- Exercise requirements -
Beginning with the line below that contains "non-matching days itself." and ending with the line that contains "if self.barren_years >= self.horizon", copy every line exactly. Copy nothing else.

......

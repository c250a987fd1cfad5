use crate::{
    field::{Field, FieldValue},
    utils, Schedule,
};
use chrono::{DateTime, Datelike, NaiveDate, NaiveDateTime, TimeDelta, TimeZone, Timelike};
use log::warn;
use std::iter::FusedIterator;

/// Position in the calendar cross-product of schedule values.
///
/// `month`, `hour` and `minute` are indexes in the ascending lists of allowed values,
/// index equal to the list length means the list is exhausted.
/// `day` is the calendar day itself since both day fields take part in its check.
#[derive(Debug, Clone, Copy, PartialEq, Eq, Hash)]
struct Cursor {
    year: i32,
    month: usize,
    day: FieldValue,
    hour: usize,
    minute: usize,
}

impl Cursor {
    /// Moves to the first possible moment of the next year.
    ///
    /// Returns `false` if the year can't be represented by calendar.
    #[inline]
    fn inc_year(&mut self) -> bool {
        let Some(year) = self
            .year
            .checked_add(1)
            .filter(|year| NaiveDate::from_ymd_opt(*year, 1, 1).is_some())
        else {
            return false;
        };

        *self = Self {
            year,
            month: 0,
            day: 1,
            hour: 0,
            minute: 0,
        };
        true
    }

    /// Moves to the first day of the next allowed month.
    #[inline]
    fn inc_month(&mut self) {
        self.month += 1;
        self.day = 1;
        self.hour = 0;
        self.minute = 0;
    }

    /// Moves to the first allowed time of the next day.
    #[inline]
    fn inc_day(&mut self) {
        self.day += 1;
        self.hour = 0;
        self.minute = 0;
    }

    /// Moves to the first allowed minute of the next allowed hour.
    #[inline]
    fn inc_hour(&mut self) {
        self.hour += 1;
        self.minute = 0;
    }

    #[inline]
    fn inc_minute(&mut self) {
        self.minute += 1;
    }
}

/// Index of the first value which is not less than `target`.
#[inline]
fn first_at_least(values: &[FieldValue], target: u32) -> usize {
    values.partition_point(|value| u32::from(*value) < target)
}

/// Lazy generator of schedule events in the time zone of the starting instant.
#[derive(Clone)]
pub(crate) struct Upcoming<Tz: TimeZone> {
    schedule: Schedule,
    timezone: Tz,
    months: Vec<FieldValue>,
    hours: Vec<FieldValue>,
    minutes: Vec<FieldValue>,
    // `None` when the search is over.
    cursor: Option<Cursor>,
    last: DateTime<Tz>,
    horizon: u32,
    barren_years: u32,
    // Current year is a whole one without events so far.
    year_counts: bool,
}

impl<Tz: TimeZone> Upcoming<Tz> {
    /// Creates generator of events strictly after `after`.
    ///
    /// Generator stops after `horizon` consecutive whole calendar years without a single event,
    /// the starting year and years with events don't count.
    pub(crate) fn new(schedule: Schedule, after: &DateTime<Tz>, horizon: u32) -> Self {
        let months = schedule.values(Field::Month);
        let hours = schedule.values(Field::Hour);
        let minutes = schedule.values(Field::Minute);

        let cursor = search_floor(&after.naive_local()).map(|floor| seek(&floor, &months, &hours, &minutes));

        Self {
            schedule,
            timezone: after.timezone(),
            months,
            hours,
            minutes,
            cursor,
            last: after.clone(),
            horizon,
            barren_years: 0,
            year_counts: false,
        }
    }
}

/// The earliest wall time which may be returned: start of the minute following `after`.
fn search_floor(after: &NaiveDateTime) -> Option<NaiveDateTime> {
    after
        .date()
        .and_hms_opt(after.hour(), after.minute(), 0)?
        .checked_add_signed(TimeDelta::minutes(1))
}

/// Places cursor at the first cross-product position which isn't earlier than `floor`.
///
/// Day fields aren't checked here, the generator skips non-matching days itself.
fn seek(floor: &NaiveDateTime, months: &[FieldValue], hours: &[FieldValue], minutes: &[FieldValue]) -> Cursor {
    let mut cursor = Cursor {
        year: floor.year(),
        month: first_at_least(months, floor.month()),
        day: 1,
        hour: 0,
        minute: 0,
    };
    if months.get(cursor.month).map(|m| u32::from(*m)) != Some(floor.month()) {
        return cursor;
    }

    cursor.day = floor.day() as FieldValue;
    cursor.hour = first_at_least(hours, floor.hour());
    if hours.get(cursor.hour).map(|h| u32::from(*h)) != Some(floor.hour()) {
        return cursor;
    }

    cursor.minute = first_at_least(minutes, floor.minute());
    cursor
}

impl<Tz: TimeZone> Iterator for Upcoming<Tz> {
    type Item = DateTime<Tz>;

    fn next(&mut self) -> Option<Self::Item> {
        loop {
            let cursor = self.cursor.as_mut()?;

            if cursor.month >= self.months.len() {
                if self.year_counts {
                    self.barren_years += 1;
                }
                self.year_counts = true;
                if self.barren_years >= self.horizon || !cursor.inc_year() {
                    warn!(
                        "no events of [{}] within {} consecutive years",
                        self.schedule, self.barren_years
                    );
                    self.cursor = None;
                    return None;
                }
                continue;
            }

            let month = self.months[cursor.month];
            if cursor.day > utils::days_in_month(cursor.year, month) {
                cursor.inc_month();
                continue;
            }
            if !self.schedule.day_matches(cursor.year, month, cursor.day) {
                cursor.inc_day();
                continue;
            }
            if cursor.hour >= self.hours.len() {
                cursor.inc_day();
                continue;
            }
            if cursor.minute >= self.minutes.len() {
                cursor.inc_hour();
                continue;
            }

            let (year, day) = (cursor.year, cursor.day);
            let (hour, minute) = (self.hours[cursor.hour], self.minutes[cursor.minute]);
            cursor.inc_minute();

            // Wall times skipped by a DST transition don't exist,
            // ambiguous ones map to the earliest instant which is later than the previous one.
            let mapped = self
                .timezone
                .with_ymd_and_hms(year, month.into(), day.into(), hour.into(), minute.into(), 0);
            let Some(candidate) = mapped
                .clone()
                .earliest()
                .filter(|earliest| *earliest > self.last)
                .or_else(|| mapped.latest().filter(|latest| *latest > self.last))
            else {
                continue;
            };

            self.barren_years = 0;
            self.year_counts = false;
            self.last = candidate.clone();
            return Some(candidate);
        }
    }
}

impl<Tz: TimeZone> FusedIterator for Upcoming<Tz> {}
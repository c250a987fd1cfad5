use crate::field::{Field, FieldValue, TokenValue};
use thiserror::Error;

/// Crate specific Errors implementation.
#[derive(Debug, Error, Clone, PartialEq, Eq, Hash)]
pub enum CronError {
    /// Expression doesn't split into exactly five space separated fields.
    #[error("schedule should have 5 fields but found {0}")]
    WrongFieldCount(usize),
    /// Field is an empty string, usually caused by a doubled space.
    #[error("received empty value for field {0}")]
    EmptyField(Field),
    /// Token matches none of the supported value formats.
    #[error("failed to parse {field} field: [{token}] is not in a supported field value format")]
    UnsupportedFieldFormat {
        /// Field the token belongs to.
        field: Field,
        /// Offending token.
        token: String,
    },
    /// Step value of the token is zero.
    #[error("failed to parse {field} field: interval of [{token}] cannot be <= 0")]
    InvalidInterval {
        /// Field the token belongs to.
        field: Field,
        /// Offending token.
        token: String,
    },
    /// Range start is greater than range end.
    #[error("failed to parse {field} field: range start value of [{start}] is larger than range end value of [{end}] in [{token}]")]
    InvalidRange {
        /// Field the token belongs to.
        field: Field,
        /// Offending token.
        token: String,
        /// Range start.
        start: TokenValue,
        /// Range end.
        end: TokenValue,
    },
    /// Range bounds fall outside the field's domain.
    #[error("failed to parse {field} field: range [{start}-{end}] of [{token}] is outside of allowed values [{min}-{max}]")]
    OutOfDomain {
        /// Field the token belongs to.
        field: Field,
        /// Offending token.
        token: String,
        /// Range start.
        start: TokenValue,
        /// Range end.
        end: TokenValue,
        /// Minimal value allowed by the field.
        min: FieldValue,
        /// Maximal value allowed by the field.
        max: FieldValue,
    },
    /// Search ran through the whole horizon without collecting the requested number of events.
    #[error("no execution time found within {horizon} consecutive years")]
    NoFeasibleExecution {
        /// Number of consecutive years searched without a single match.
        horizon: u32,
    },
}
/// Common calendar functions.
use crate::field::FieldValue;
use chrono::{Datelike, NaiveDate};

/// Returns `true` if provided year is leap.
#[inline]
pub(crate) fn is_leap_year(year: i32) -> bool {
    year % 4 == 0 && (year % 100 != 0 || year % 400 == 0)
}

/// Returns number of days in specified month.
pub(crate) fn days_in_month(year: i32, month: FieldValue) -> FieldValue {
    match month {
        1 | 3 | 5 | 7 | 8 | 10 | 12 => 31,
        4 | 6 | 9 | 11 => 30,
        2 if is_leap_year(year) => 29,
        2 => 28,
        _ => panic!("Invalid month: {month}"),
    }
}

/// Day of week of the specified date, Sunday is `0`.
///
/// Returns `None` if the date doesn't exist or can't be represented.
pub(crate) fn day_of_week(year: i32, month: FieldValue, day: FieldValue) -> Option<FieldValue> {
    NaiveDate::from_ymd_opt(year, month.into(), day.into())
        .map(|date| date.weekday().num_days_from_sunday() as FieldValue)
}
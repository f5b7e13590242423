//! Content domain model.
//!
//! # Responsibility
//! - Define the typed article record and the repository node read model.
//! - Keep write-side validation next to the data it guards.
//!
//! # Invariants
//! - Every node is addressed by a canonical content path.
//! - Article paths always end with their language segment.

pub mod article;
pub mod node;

......

- Solution for this problem -
/// Day fields aren't checked here, the generator skips non-matching days itself.
fn seek(floor: &NaiveDateTime, months: &[FieldValue], hours: &[FieldValue], minutes: &[FieldValue]) -> Cursor {
    let mut cursor = Cursor {
        year: floor.year(),
        month: first_at_least(months, floor.month()),
        day: 1,
        hour: 0,
        minute: 0,
    };
    if months.get(cursor.month).map(|m| u32::from(*m)) != Some(floor.month()) {
        return cursor;
    }

    cursor.day = floor.day() as FieldValue;
    cursor.hour = first_at_least(hours, floor.hour());
    if hours.get(cursor.hour).map(|h| u32::from(*h)) != Some(floor.hour()) {
        return cursor;
    }

    cursor.minute = first_at_least(minutes, floor.minute());
    cursor
}

impl<Tz: TimeZone> Iterator for Upcoming<Tz> {
    type Item = DateTime<Tz>;

    fn next(&mut self) -> Option<Self::Item> {
        loop {
            let cursor = self.cursor.as_mut()?;

            if cursor.month >= self.months.len() {
                if self.year_counts {
                    self.barren_years += 1;
                }
                self.year_counts = true;
                if self.barren_years >= self.horizon || !cursor.inc_year() {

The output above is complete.